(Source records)

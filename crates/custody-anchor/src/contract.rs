//! Contract-mediated anchoring.
//!
//! Each anchor is a `RegisterHash` call on a registry contract, keyed by a
//! logical reference derived from the fingerprint and content address.
//! Verification is a read-only registry query.

use std::sync::Arc;

use async_trait::async_trait;
use custody_crypto::{ContentHasher, SigningKey};
use custody_types::{AnchorRef, ContentAddress, Fingerprint};
use tracing::debug;

use crate::chain::{parse_address, parse_hash_ref, ChainClient, TxData};
use crate::config::LedgerConfig;
use crate::error::AnchorResult;
use crate::submitter::Submitter;
use crate::traits::LedgerAnchor;

/// Derive the registry key for an anchor: `0x` + 64 hex.
pub fn logical_ref(fingerprint: &Fingerprint, content_address: &ContentAddress) -> String {
    let digest = ContentHasher::ANCHOR_REF.hash_parts(&[
        fingerprint.to_hex().as_bytes(),
        content_address.as_str().as_bytes(),
    ]);
    format!("0x{}", hex::encode(digest))
}

/// Anchors through a registry contract and waits for each write to be mined.
#[derive(Debug)]
pub struct ContractAnchor {
    contract: String,
    submitter: Submitter,
}

impl ContractAnchor {
    pub fn new(
        contract: &str,
        client: Arc<dyn ChainClient>,
        key: SigningKey,
        config: &LedgerConfig,
    ) -> AnchorResult<Self> {
        Ok(Self {
            contract: parse_address(contract)?,
            submitter: Submitter::new(client, key, config),
        })
    }

    pub fn contract(&self) -> &str {
        &self.contract
    }

    /// Account the anchoring transactions are sent from.
    pub fn sender(&self) -> &str {
        self.submitter.address()
    }
}

#[async_trait]
impl LedgerAnchor for ContractAnchor {
    async fn anchor(
        &self,
        fingerprint: &Fingerprint,
        content_address: &ContentAddress,
    ) -> AnchorResult<AnchorRef> {
        let logical = logical_ref(fingerprint, content_address);
        let data = TxData::RegisterHash {
            logical_ref: logical.clone(),
            fingerprint: *fingerprint,
            content_address: content_address.clone(),
        };
        let receipt = self.submitter.send_and_confirm(&self.contract, data).await?;
        debug!(
            logical_ref = %logical,
            tx = %receipt.tx_hash,
            block = receipt.block_number,
            "registry write mined"
        );
        Ok(AnchorRef::new(logical, receipt.tx_hash))
    }

    async fn verify(&self, logical_ref: &str, expected: &Fingerprint) -> AnchorResult<bool> {
        let key = parse_hash_ref(logical_ref)?;
        self.submitter
            .client()
            .query_registry(&self.contract, &key, expected)
            .await
    }

    async fn ping(&self) -> AnchorResult<()> {
        self.submitter.client().block_number().await.map(|_| ())
    }
}

#[cfg(test)]
mod tests {
    use super::*;
    use crate::error::AnchorError;
    use crate::memory::InMemoryChain;

    const CONTRACT: &str = "0x5fbdb2315678afecb367f032d93f642f64180aa3";

    fn setup() -> (Arc<InMemoryChain>, ContractAnchor) {
        let chain = Arc::new(InMemoryChain::default());
        let config = LedgerConfig {
            confirm_timeout_ms: 200,
            poll_interval_ms: 5,
            ..LedgerConfig::default()
        };
        let anchor =
            ContractAnchor::new(CONTRACT, chain.clone(), SigningKey::generate(), &config).unwrap();
        (chain, anchor)
    }

    fn fixture() -> (Fingerprint, ContentAddress) {
        (
            Fingerprint::from_hash([0x42; 32]),
            ContentAddress::new("b3aaaa"),
        )
    }

    #[test]
    fn logical_ref_is_stable_and_binds_both_inputs() {
        let (fp, cid) = fixture();
        let a = logical_ref(&fp, &cid);
        assert_eq!(a, logical_ref(&fp, &cid));
        assert_eq!(a.len(), 66);
        assert_ne!(a, logical_ref(&fp, &ContentAddress::new("b3bbbb")));
        assert_ne!(a, logical_ref(&Fingerprint::from_hash([1; 32]), &cid));
    }

    #[tokio::test]
    async fn anchor_then_verify() {
        let (_, anchor) = setup();
        let (fp, cid) = fixture();
        let r = anchor.anchor(&fp, &cid).await.unwrap();
        assert!(r.is_complete());
        assert_eq!(r.logical_ref, logical_ref(&fp, &cid));
        assert_ne!(r.logical_ref, r.native_tx_ref);

        assert!(anchor.verify(&r.logical_ref, &fp).await.unwrap());
        assert!(!anchor
            .verify(&r.logical_ref, &Fingerprint::from_hash([0; 32]))
            .await
            .unwrap());
    }

    #[tokio::test]
    async fn reverted_write_fails_anchor() {
        let (chain, anchor) = setup();
        chain.revert_next();
        let (fp, cid) = fixture();
        assert!(matches!(
            anchor.anchor(&fp, &cid).await,
            Err(AnchorError::Reverted(_))
        ));
        assert!(!anchor.verify(&logical_ref(&fp, &cid), &fp).await.unwrap());
    }

    #[tokio::test]
    async fn unmined_write_times_out() {
        let (chain, anchor) = setup();
        chain.set_auto_mine(false);
        let (fp, cid) = fixture();
        assert!(matches!(
            anchor.anchor(&fp, &cid).await,
            Err(AnchorError::Timeout { .. })
        ));
    }

    #[tokio::test]
    async fn malformed_reference_is_validation_error() {
        let (_, anchor) = setup();
        let (fp, _) = fixture();
        let err = anchor.verify("not-a-ref", &fp).await.unwrap_err();
        assert!(err.is_validation());
    }

    #[tokio::test]
    async fn offline_ledger_is_unavailable() {
        let (chain, anchor) = setup();
        chain.set_online(false);
        let (fp, cid) = fixture();
        assert!(matches!(
            anchor.anchor(&fp, &cid).await,
            Err(AnchorError::Unavailable(_))
        ));
        assert!(anchor.ping().await.is_err());
    }

    #[test]
    fn rejects_malformed_contract_address() {
        let chain = Arc::new(InMemoryChain::default());
        assert!(ContractAnchor::new(
            "0xnope",
            chain,
            SigningKey::generate(),
            &LedgerConfig::default()
        )
        .is_err());
    }
}
use clap::Parser;
use tracing_subscriber::EnvFilter;

mod cli;
mod commands;

#[tokio::main]
async fn main() -> anyhow::Result<()> {
    let cli = cli::Cli::parse();
    let default_level = if cli.verbose { "debug" } else { "info" };
    tracing_subscriber::fmt()
        .with_env_filter(
            EnvFilter::try_from_default_env().unwrap_or_else(|_| EnvFilter::new(default_level)),
        )
        .with_writer(std::io::stderr)
        .init();
    commands::run_command(cli).await
}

> [TASK OBJECTIVE] Would you retype all of the data exactly as shown?

> [RESULT]
filename crates/custody-anchor/src/contract.rs
//! Contract-mediated anchoring.
//!
//! Each anchor is a `RegisterHash` call on a registry contract, keyed by a
//! logical reference derived from the fingerprint and content address.
//! Verification is a read-only registry query.

use std::sync::Arc;

use async_trait::async_trait;
use custody_crypto::{ContentHasher, SigningKey};
use custody_types::{AnchorRef, ContentAddress, Fingerprint};
use tracing::debug;

use crate::chain::{parse_address, parse_hash_ref, ChainClient, TxData};
use crate::config::LedgerConfig;
use crate::error::AnchorResult;
use crate::submitter::Submitter;
use crate::traits::LedgerAnchor;

/// Derive the registry key for an anchor: `0x` + 64 hex.
pub fn logical_ref(fingerprint: &Fingerprint, content_address: &ContentAddress) -> String {
    let digest = ContentHasher::ANCHOR_REF.hash_parts(&[
        fingerprint.to_hex().as_bytes(),
        content_address.as_str().as_bytes(),
    ]);
    format!("0x{}", hex::encode(digest))
}

/// Anchors through a registry contract and waits for each write to be mined.
#[derive(Debug)]
pub struct ContractAnchor {
    contract: String,
    submitter: Submitter,
}

impl ContractAnchor {
    pub fn new(
        contract: &str,
        client: Arc<dyn ChainClient>,
        key: SigningKey,
        config: &LedgerConfig,
    ) -> AnchorResult<Self> {
        Ok(Self {
            contract: parse_address(contract)?,
            submitter: Submitter::new(client, key, config),
        })
    }

    pub fn contract(&self) -> &str {
        &self.contract
    }

    /// Account the anchoring transactions are sent from.
    pub fn sender(&self) -> &str {
        self.submitter.address()
    }
}

#[async_trait]
impl LedgerAnchor for ContractAnchor {
    async fn anchor(
        &self,
        fingerprint: &Fingerprint,
        content_address: &ContentAddress,
    ) -> AnchorResult<AnchorRef> {
        let logical = logical_ref(fingerprint, content_address);
        let data = TxData::RegisterHash {
            logical_ref: logical.clone(),
            fingerprint: *fingerprint,
            content_address: content_address.clone(),
        };
        let receipt = self.submitter.send_and_confirm(&self.contract, data).await?;
        debug!(
            logical_ref = %logical,
            tx = %receipt.tx_hash,
            block = receipt.block_number,
            "registry write mined"
        );
        Ok(AnchorRef::new(logical, receipt.tx_hash))
    }

    async fn verify(&self, logical_ref: &str, expected: &Fingerprint) -> AnchorResult<bool> {
        let key = parse_hash_ref(logical_ref)?;
        self.submitter
            .client()
            .query_registry(&self.contract, &key, expected)
            .await
    }

    async fn ping(&self) -> AnchorResult<()> {
        self.submitter.client().block_number().await.map(|_| ())
    }
}

#[cfg(test)]
mod tests {
    use super::*;
    use crate::error::AnchorError;
    use crate::memory::InMemoryChain;

    const CONTRACT: &str = "0x5fbdb2315678afecb367f032d93f642f64180aa3";

    fn setup() -> (Arc<InMemoryChain>, ContractAnchor) {
        let chain = Arc::new(InMemoryChain::default());
        let config = LedgerConfig {
            confirm_timeout_ms: 200,
            poll_interval_ms: 5,
            ..LedgerConfig::default()
        };
        let anchor =
            ContractAnchor::new(CONTRACT, chain.clone(), SigningKey::generate(), &config).unwrap();
        (chain, anchor)
    }

    fn fixture() -> (Fingerprint, ContentAddress) {
        (
            Fingerprint::from_hash([0x42; 32]),
            ContentAddress::new("b3aaaa"),
        )
    }

    #[test]
    fn logical_ref_is_stable_and_binds_both_inputs() {
        let (fp, cid) = fixture();
        let a = logical_ref(&fp, &cid);
        assert_eq!(a, logical_ref(&fp, &cid));
        assert_eq!(a.len(), 66);
        assert_ne!(a, logical_ref(&fp, &ContentAddress::new("b3bbbb")));
        assert_ne!(a, logical_ref(&Fingerprint::from_hash([1; 32]), &cid));
    }

    #[tokio::test]
    async fn anchor_then_verify() {
        let (_, anchor) = setup();
        let (fp, cid) = fixture();
        let r = anchor.anchor(&fp, &cid).await.unwrap();
        assert!(r.is_complete());
        assert_eq!(r.logical_ref, logical_ref(&fp, &cid));
        assert_ne!(r.logical_ref, r.native_tx_ref);

        assert!(anchor.verify(&r.logical_ref, &fp).await.unwrap());
        assert!(!anchor
            .verify(&r.logical_ref, &Fingerprint::from_hash([0; 32]))
            .await
            .unwrap());
    }

    #[tokio::test]
    async fn reverted_write_fails_anchor() {
        let (chain, anchor) = setup();
        chain.revert_next();
        let (fp, cid) = fixture();
        assert!(matches!(
            anchor.anchor(&fp, &cid).await,
            Err(AnchorError::Reverted(_))
        ));
        assert!(!anchor.verify(&logical_ref(&fp, &cid), &fp).await.unwrap());
    }

    #[tokio::test]
    async fn unmined_write_times_out() {
        let (chain, anchor) = setup();
        chain.set_auto_mine(false);
        let (fp, cid) = fixture();
        assert!(matches!(
            anchor.anchor(&fp, &cid).await,
            Err(AnchorError::Timeout { .. })
        ));
    }

    #[tokio::test]
    async fn malformed_reference_is_validation_error() {
        let (_, anchor) = setup();
        let (fp, _) = fixture();
        let err = anchor.verify("not-a-ref", &fp).await.unwrap_err();
        assert!(err.is_validation());
    }

    #[tokio::test]
    async fn offline_ledger_is_unavailable() {
        let (chain, anchor) = setup();
        chain.set_online(false);
        let (fp, cid) = fixture();
        assert!(matches!(
            anchor.anchor(&fp, &cid).await,
            Err(AnchorError::Unavailable(_))
        ));
        assert!(anchor.ping().await.is_err());
    }

    #[test]
    fn rejects_malformed_contract_address() {
        let chain = Arc::new(InMemoryChain::default());
        assert!(ContractAnchor::new(
            "0xnope",
            chain,
            SigningKey::generate(),
            &LedgerConfig::default()
        )
        .is_err());
    }
}
use clap::Parser;
use tracing_subscriber::EnvFilter;

mod cli;
mod commands;

#[tokio::main]
async fn main() -> anyhow::Result<()> {
    let cli = cli::Cli::parse();
    let default_level = if cli.verbose { "debug" } else { "info" };
    tracing_subscriber::fmt()
        .with_env_filter(
            EnvFilter::try_from_default_env().unwrap_or_else(|_| EnvFilter::new(default_level)),
        )
        .with_writer(std::io::stderr)
        .init();
    commands::run_command(cli).await
}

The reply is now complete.